Assignment: Each line in the records below, from the one that contains "let Some(path) = &self.log_path" to the one that contains "let seed = self.seed_override.unwrap_or(file.seed);", should be reproduced exactly, the first and last included.

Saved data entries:
..............................

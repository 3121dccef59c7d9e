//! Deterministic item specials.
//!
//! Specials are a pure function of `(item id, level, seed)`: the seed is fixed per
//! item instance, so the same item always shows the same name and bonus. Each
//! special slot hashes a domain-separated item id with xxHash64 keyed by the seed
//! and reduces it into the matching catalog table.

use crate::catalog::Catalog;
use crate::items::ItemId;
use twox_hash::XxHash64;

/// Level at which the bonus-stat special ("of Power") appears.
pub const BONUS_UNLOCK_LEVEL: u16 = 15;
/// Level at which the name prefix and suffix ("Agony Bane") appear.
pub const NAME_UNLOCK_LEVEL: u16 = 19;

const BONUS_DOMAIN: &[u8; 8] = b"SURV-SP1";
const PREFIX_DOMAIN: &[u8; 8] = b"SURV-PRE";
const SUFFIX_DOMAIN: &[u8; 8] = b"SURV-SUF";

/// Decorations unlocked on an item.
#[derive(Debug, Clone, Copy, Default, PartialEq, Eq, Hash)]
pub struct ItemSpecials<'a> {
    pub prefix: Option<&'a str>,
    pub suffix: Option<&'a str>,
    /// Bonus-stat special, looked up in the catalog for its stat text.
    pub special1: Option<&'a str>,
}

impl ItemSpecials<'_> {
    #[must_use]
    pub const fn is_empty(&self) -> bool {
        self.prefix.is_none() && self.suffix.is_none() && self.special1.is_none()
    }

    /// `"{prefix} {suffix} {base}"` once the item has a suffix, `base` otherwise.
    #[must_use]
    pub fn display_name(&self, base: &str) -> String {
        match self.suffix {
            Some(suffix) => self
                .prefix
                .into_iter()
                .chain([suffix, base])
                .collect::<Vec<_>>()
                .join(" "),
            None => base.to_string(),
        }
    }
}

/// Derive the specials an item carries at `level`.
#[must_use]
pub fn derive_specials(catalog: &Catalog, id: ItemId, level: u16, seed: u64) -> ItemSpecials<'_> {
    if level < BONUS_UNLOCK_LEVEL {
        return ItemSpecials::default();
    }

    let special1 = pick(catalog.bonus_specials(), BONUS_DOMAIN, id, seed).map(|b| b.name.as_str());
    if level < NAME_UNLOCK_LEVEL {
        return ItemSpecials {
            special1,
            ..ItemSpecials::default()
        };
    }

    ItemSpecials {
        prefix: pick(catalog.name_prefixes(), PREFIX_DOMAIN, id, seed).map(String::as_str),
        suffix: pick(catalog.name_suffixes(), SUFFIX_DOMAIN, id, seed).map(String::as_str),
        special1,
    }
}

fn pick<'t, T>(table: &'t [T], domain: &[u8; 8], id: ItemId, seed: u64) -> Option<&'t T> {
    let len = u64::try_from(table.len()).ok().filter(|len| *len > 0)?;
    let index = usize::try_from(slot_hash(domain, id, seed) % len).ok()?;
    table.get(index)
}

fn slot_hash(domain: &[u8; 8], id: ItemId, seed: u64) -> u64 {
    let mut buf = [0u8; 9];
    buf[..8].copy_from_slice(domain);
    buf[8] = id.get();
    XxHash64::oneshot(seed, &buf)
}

..............................

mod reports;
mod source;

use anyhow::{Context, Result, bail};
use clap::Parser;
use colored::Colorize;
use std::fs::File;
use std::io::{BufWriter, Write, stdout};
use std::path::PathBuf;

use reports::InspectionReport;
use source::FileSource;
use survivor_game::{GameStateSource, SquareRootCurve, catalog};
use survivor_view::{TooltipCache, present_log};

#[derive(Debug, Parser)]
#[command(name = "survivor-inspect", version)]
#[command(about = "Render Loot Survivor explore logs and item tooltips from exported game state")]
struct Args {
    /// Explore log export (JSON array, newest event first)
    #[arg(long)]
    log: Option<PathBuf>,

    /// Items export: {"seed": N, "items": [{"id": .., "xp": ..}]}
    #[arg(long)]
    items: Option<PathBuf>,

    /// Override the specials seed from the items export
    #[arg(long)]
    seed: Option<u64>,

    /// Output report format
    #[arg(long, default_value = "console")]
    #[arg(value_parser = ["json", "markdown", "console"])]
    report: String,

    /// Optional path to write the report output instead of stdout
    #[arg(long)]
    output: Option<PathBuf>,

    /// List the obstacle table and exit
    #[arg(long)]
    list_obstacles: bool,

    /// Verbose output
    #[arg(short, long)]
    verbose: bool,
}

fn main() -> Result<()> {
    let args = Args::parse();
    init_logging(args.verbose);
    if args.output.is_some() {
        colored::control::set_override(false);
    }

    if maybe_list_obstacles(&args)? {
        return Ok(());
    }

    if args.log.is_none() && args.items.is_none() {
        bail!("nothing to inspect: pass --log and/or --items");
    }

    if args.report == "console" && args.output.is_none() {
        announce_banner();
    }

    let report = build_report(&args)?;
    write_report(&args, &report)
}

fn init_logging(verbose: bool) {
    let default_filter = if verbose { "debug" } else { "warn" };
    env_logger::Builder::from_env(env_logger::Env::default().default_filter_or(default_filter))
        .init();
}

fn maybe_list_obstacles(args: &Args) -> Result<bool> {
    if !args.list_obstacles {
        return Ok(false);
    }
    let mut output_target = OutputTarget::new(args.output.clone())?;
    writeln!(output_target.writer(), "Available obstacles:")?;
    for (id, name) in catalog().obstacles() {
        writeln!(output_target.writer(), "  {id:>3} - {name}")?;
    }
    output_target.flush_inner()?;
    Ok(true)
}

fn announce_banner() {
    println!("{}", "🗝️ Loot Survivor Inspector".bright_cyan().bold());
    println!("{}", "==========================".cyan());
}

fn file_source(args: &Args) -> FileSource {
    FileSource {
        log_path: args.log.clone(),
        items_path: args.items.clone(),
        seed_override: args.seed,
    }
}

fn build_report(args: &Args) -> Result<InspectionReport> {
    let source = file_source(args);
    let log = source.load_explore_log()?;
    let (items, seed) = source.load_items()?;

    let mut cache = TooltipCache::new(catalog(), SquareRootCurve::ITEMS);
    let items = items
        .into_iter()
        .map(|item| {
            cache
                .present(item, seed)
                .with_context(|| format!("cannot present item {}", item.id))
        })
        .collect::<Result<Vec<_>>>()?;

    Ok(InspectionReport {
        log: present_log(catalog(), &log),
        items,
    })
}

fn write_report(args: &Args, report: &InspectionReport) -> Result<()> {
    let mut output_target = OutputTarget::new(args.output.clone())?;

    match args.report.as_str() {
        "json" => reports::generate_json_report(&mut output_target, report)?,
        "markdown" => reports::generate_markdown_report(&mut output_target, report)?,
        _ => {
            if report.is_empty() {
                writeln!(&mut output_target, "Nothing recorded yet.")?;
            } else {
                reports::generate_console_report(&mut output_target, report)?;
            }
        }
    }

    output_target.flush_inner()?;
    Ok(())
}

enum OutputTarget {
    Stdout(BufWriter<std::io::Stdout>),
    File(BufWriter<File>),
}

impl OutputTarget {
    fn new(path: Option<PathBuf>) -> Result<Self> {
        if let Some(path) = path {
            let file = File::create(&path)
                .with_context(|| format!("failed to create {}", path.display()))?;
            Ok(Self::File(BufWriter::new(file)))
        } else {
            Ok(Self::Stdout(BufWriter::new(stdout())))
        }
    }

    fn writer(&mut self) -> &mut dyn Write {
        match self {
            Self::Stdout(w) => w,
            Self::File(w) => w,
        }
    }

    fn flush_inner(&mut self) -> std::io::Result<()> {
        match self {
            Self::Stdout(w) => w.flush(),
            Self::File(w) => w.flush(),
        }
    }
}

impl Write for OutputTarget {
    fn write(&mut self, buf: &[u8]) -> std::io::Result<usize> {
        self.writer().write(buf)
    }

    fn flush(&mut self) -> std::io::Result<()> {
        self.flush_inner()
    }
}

..............................

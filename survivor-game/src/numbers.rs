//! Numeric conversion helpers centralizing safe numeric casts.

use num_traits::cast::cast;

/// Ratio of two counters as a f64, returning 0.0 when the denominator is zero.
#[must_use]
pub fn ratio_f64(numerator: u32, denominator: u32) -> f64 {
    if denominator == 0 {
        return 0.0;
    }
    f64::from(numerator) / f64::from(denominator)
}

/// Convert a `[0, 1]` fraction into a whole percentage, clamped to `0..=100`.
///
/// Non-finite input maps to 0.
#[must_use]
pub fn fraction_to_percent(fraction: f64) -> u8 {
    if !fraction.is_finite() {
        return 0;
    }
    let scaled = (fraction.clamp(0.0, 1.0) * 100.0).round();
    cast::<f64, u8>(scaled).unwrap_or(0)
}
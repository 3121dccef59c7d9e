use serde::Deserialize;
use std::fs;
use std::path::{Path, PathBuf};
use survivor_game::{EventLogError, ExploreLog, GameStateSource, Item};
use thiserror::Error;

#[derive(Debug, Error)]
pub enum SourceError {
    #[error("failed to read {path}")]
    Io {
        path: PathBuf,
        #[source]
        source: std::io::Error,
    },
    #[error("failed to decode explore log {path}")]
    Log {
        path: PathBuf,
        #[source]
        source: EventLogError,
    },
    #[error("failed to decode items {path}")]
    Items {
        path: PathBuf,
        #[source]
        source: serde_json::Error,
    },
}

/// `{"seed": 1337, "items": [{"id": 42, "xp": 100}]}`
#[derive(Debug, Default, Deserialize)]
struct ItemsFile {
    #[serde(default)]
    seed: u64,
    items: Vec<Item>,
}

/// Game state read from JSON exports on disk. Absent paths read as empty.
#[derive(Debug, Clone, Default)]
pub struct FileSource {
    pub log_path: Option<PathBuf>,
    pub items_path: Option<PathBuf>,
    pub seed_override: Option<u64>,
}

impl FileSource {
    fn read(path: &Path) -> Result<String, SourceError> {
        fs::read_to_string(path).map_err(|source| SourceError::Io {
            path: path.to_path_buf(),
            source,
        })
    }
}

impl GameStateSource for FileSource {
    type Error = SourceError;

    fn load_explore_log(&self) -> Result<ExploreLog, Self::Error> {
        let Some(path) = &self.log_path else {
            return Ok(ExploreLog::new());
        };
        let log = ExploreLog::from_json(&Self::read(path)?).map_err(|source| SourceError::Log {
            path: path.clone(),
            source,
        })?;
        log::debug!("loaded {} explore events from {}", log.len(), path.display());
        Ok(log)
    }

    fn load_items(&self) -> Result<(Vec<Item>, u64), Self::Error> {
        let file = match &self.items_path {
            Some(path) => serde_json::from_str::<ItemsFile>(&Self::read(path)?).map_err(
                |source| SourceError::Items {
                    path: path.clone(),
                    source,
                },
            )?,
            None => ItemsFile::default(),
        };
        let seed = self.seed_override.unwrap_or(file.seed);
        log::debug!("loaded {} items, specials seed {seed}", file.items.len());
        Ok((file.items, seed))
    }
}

..............................

Answer space:
        let Some(path) = &self.log_path else {
            return Ok(ExploreLog::new());
        };
        let log = ExploreLog::from_json(&Self::read(path)?).map_err(|source| SourceError::Log {
            path: path.clone(),
            source,
        })?;
        log::debug!("loaded {} explore events from {}", log.len(), path.display());
        Ok(log)
    }

    fn load_items(&self) -> Result<(Vec<Item>, u64), Self::Error> {
        let file = match &self.items_path {
            Some(path) => serde_json::from_str::<ItemsFile>(&Self::read(path)?).map_err(
                |source| SourceError::Items {
                    path: path.clone(),
                    source,
                },
            )?,
            None => ItemsFile::default(),
        };
        let seed = self.seed_override.unwrap_or(file.seed);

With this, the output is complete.